The Process

Encaustic painting, also known as hot wax painting, involves applying pigmented beeswax to an absorbent surface, such as wood, canvas or paper. Many types of tools are used to shape the paint before it cools, and heat lamps, heat guns and torches can extend the working time. The wax can be scraped, gouged carved once it has cooled and oil paint can be added.

Encaustic can be impregnated with papers, foils, strings, fabric, or found objects of almost any material. Objects can be placed in layers on top of each other, or layers can be separated with medium to give the effect of floating. Drawings and photocopied material can also be transferred to the surface.

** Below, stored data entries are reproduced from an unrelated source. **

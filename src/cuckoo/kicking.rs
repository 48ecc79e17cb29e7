use crate::common::{
    bucket::Bucket,
    constants::DEFAULT_KICKING_SEED,
    key::{Key, Payload},
};

use parking_lot::Mutex;
use rand::{rngs::SmallRng, Rng, RngCore, SeedableRng};

/// Decides where a cuckoo insert goes once both candidate buckets are known.
///
/// The caller holds the locks of both buckets. An implementation either stores
/// the entry in a free slot and returns `None`, or overwrites an occupied slot
/// of one of the two buckets and returns the evicted entry.
///
/// `primary` and `secondary` may be the same bucket.
pub trait KickingPolicy: Send + Sync {
    fn kick<K: Key, P: Payload, const B: usize>(
        &self,
        primary: &Bucket<K, P, B>,
        secondary: &Bucket<K, P, B>,
        key: K,
        payload: P,
    ) -> Option<(K, P)>;

    fn name(&self) -> String;
}

/// Fills the emptier bucket first, preferring the primary one on ties. When
/// both are full the victim bucket and slot are picked uniformly at random.
#[derive(Debug)]
pub struct BalancedKicking {
    rng: Mutex<SmallRng>,
}

impl BalancedKicking {
    pub fn with_seed(seed: u64) -> Self {
        Self {
            rng: Mutex::new(SmallRng::seed_from_u64(seed)),
        }
    }
}

impl Default for BalancedKicking {
    fn default() -> Self {
        Self::with_seed(DEFAULT_KICKING_SEED)
    }
}

impl KickingPolicy for BalancedKicking {
    fn kick<K: Key, P: Payload, const B: usize>(
        &self,
        primary: &Bucket<K, P, B>,
        secondary: &Bucket<K, P, B>,
        key: K,
        payload: P,
    ) -> Option<(K, P)> {
        let primary_occupancy = primary.occupancy();
        let secondary_occupancy = secondary.occupancy();

        if primary_occupancy <= secondary_occupancy && primary_occupancy < B {
            primary.try_push(key, payload);
            return None;
        }
        if secondary_occupancy < B {
            secondary.try_push(key, payload);
            return None;
        }

        let mut rng = self.rng.lock();
        let victim = if rng.gen_bool(0.5) { primary } else { secondary };
        Some(victim.replace(rng.gen_range(0..B), key, payload))
    }

    fn name(&self) -> String {
        "balanced_kicking".into()
    }
}

/// Prefers the primary bucket, falling back to the secondary one. When both
/// are full, the victim comes from the secondary bucket with a probability of
/// `BIAS` percent and from the primary one otherwise.
///
/// `BIAS = 0` always evicts from the primary bucket, see [`UnbiasedKicking`].
#[derive(Debug)]
pub struct BiasedKicking<const BIAS: u8> {
    rng: Mutex<SmallRng>,
}

/// [`BiasedKicking`] that always evicts from the primary bucket.
pub type UnbiasedKicking = BiasedKicking<0>;

impl<const BIAS: u8> BiasedKicking<BIAS> {
    /// Entropy values at or above this threshold evict from the primary bucket.
    const THRESHOLD: u32 = ((u32::MAX as u64 * BIAS as u64) / 100) as u32;

    /// # Panics
    ///
    /// Panics if `BIAS` is above 100.
    pub fn with_seed(seed: u64) -> Self {
        assert!(BIAS <= 100, "bias is a percentage");
        Self {
            rng: Mutex::new(SmallRng::seed_from_u64(seed)),
        }
    }
}

impl<const BIAS: u8> Default for BiasedKicking<BIAS> {
    fn default() -> Self {
        Self::with_seed(DEFAULT_KICKING_SEED)
    }
}

impl<const BIAS: u8> KickingPolicy for BiasedKicking<BIAS> {
    fn kick<K: Key, P: Payload, const B: usize>(
        &self,
        primary: &Bucket<K, P, B>,
        secondary: &Bucket<K, P, B>,
        key: K,
        payload: P,
    ) -> Option<(K, P)> {
        if primary.try_push(key, payload) || secondary.try_push(key, payload) {
            return None;
        }

        let mut rng = self.rng.lock();
        let victim = if rng.next_u32() >= Self::THRESHOLD {
            primary
        } else {
            secondary
        };
        Some(victim.replace(rng.gen_range(0..B), key, payload))
    }

    fn name(&self) -> String {
        if BIAS == 0 {
            "unbiased_kicking".into()
        } else {
            format!("biased_kicking_{BIAS}")
        }
    }
}
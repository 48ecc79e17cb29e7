/// A probe sequence over a directory of fixed size.
///
/// `probe(origin, 0)` must be `origin`, and every returned index must be below
/// the directory size. Sequences are expected to return to `origin` eventually;
/// tables treat that as "every reachable bucket is full".
pub trait ProbingFn: Send + Sync {
    fn new(directory_size: usize) -> Self
    where
        Self: Sized;

    fn probe(&self, origin: usize, step: usize) -> usize;

    fn name() -> &'static str
    where
        Self: Sized;
}

/// `origin + step`, wrapping at the end of the directory.
#[derive(Clone, Copy, Debug)]
pub struct LinearProbing {
    directory_size: usize,
}

impl ProbingFn for LinearProbing {
    fn new(directory_size: usize) -> Self {
        Self { directory_size }
    }

    #[inline]
    fn probe(&self, origin: usize, step: usize) -> usize {
        let next = origin + step % self.directory_size;
        if next >= self.directory_size {
            next - self.directory_size
        } else {
            next
        }
    }

    fn name() -> &'static str {
        "linear"
    }
}

/// `origin + step²`, wrapping at the end of the directory.
#[derive(Clone, Copy, Debug)]
pub struct QuadraticProbing {
    directory_size: u128,
}

impl ProbingFn for QuadraticProbing {
    fn new(directory_size: usize) -> Self {
        Self {
            directory_size: directory_size as u128,
        }
    }

    #[inline]
    fn probe(&self, origin: usize, step: usize) -> usize {
        let step = step as u128;
        ((origin as u128 + step * step) % self.directory_size) as usize
    }

    fn name() -> &'static str {
        "quadratic"
    }
}

/// Walks a probe sequence from its origin, yielding `(step, index)` pairs
/// until the sequence comes back to the origin.
pub(crate) struct ProbeSeq<'a, F> {
    probing: &'a F,
    origin: usize,
    step: usize,
    next: Option<usize>,
}

impl<'a, F: ProbingFn> ProbeSeq<'a, F> {
    pub(crate) fn new(probing: &'a F, origin: usize) -> Self {
        Self {
            probing,
            origin,
            step: 0,
            next: Some(origin),
        }
    }
}

impl<F: ProbingFn> Iterator for ProbeSeq<'_, F> {
    type Item = (usize, usize);

    fn next(&mut self) -> Option<Self::Item> {
        let index = self.next?;
        let step = self.step;

        self.step += 1;
        let following = self.probing.probe(self.origin, self.step);
        self.next = (following != self.origin).then_some(following);

        Some((step, index))
    }
}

Encaustic was used in the Fayum mummy portraits from Egypt, as well as in many works of 20th-century American artists, including Jasper Johns.

Ink on Paper. These quick, lively gestural drawings, made with sumi and walnut inks, delight and surprise me every time. I usually work on a dozen at a time, hands flying and mind (hopefully) disengaged. They are my yoga of art, loosening me up and leaving me open to whatever happens.

Printmaking. In the past several years I have connected with several printmakers—amazing artists who have been incredibly generous with their time, knowledge and resources. From relief prints, which can result in an edition of identical prints (woodblocks, linoleum prints and letterpress are all examples of relief prints—I have worked mostly with collographs, building up plates with glue, cardboard, string and various natural substances) to various forms of monotypes which produce original, one-of-a-kind prints (touchprints, watercolor monotypes and gelatin prints), I find the printing process exciting and challenging.